Research Group

  • Prof. Jean-Paul Soulillou, Principal Investigator
  • Dr. Abdel Saoudhi, Research Associate
  • Dr. Marina Guillet, Research Associate
  • Dr. David Laplaud, Research Associate
  • Dr. Annaick Palier, Research Associate
  • Dr. Marc André Delsuc, Research Associate
  • Dr. Claire Usual, Research Associate
  • Dr. Gilles Benichou, Consultant
  • Dr. Samia Khoury, Consultant

Location

  • ITERT, Nantes, France

Title

  • Integrated TCR Vβ Transcriptome Analysis, a New Method to Follow Allo- or Auto-Immune Responses

Organ transplantation allows patients with end stage diseases of a vital organ to recover a normal life. Immune recognition of foreign tissues remains the main obstacle to transplantations that require long-term immunosuppression. The initial alloimmune responses proceed through the usual pathway of immunity in which allopeptides are presented by self-MHC. However, an unusually high proportion of naive T cells also directly recognises foreign MHC. This "direct" recognition is supposed to play a major role in acute rejection early after grafting. Normal recognition (self-APC) is supposed to operate in chronic rejection.

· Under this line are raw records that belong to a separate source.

mod common;

use anyhow::Result;
use reqwest::StatusCode;
use serde_json::json;
use uuid::Uuid;

use todos_api::store::TodoStore;

use common::TestApi;

fn doc(value: serde_json::Value) -> serde_json::Map<String, serde_json::Value> {
    value.as_object().unwrap().clone()
}

#[tokio::test]
async fn a_token_without_scopes_gets_an_empty_403() -> Result<()> {
    let api = TestApi::start().await?;
    let client = reqwest::Client::new();

    let res = client
        .get(&api.base_url)
        .bearer_auth(api.token(""))
        .send()
        .await?;

    assert_eq!(res.status(), StatusCode::FORBIDDEN);
    assert!(res.bytes().await?.is_empty());
    Ok(())
}

#[tokio::test]
async fn each_operation_requires_its_own_scope() -> Result<()> {
    let api = TestApi::start().await?;
    let client = reqwest::Client::new();
    let read_only = api.token("read:to-dos");

    let res = client
        .get(&api.base_url)
        .bearer_auth(&read_only)
        .send()
        .await?;
    assert_eq!(res.status(), StatusCode::OK);

    let res = client
        .post(&api.base_url)
        .bearer_auth(&read_only)
        .json(&json!({"title": "nope"}))
        .send()
        .await?;
    assert_eq!(res.status(), StatusCode::FORBIDDEN);

    let res = client
        .put(api.url(&format!("/{}", Uuid::new_v4())))
        .bearer_auth(&read_only)
        .json(&json!({"done": true}))
        .send()
        .await?;
    assert_eq!(res.status(), StatusCode::FORBIDDEN);

    let res = client
        .delete(api.url(&format!("/{}", Uuid::new_v4())))
        .bearer_auth(&read_only)
        .send()
        .await?;
    assert_eq!(res.status(), StatusCode::FORBIDDEN);
    Ok(())
}

#[tokio::test]
async fn a_multi_scope_token_unlocks_exactly_those_operations() -> Result<()> {
    let api = TestApi::start().await?;
    let client = reqwest::Client::new();
    let token = api.token("read:to-dos create:to-dos");

    let res = client
        .post(&api.base_url)
        .bearer_auth(&token)
        .json(&json!({"title": "allowed"}))
        .send()
        .await?;
    assert_eq!(res.status(), StatusCode::OK);

    let res = client.get(&api.base_url).bearer_auth(&token).send().await?;
    assert_eq!(res.status(), StatusCode::OK);

    let id = api.store.list_all().await?[0].id;
    let res = client
        .delete(api.url(&format!("/{}", id)))
        .bearer_auth(&token)
        .send()
        .await?;
    assert_eq!(res.status(), StatusCode::FORBIDDEN);
    Ok(())
}

#[tokio::test]
async fn scope_names_never_match_by_prefix() -> Result<()> {
    let api = TestApi::start().await?;
    let client = reqwest::Client::new();

    let res = client
        .get(&api.base_url)
        .bearer_auth(api.token("read:to-dos-archive read"))
        .send()
        .await?;

    assert_eq!(res.status(), StatusCode::FORBIDDEN);
    Ok(())
}

#[tokio::test]
async fn a_forbidden_write_leaves_the_store_untouched() -> Result<()> {
    let api = TestApi::start().await?;
    let client = reqwest::Client::new();

    let id = api.store.insert(doc(json!({"title": "original"}))).await?;

    let res = client
        .put(api.url(&format!("/{}", id)))
        .bearer_auth(api.token("read:to-dos"))
        .json(&json!({"title": "defaced"}))
        .send()
        .await?;
    assert_eq!(res.status(), StatusCode::FORBIDDEN);

    let res = client
        .delete(api.url(&format!("/{}", id)))
        .bearer_auth(api.token("read:to-dos"))
        .send()
        .await?;
    assert_eq!(res.status(), StatusCode::FORBIDDEN);

    let todos = api.store.list_all().await?;
    assert_eq!(todos.len(), 1);
    assert_eq!(todos[0].fields["title"], "original");
    Ok(())
}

Our programme deals with a global representation of TCR usages in direct and indirect pathways in vitro and in vivo. So far, TCR biases were only studied through qualitative TCR alteration of the Vβ chain segment (CDR3) that interact with peptide/MHC. This is relevant for analysing TCR biases in the indirect pathway, but not in the direct pathway where CDR3 may not be involved. In addition, in all cases the possible relevance of qualitative alteration must benefit from the knowledge of the number of clones involved (i.e. reflected by the amount of mRNA). We propose another approach that links qualitative and quantitative parameters and allows a global assessment of TCR alterations in which qualitative alterations of Vβ mRNA are corrected by the amount of altered mRNA assessed by quantitative PCR.

Our first aim is to optimise this new method. The method will then be used to revisit allo recognition in vitro in direct-type MLR where pure T cells are confronted with allogeneic APC, and in vivo during acute rejection of heart allografts in rat and in an established model of experimental tolerance induction.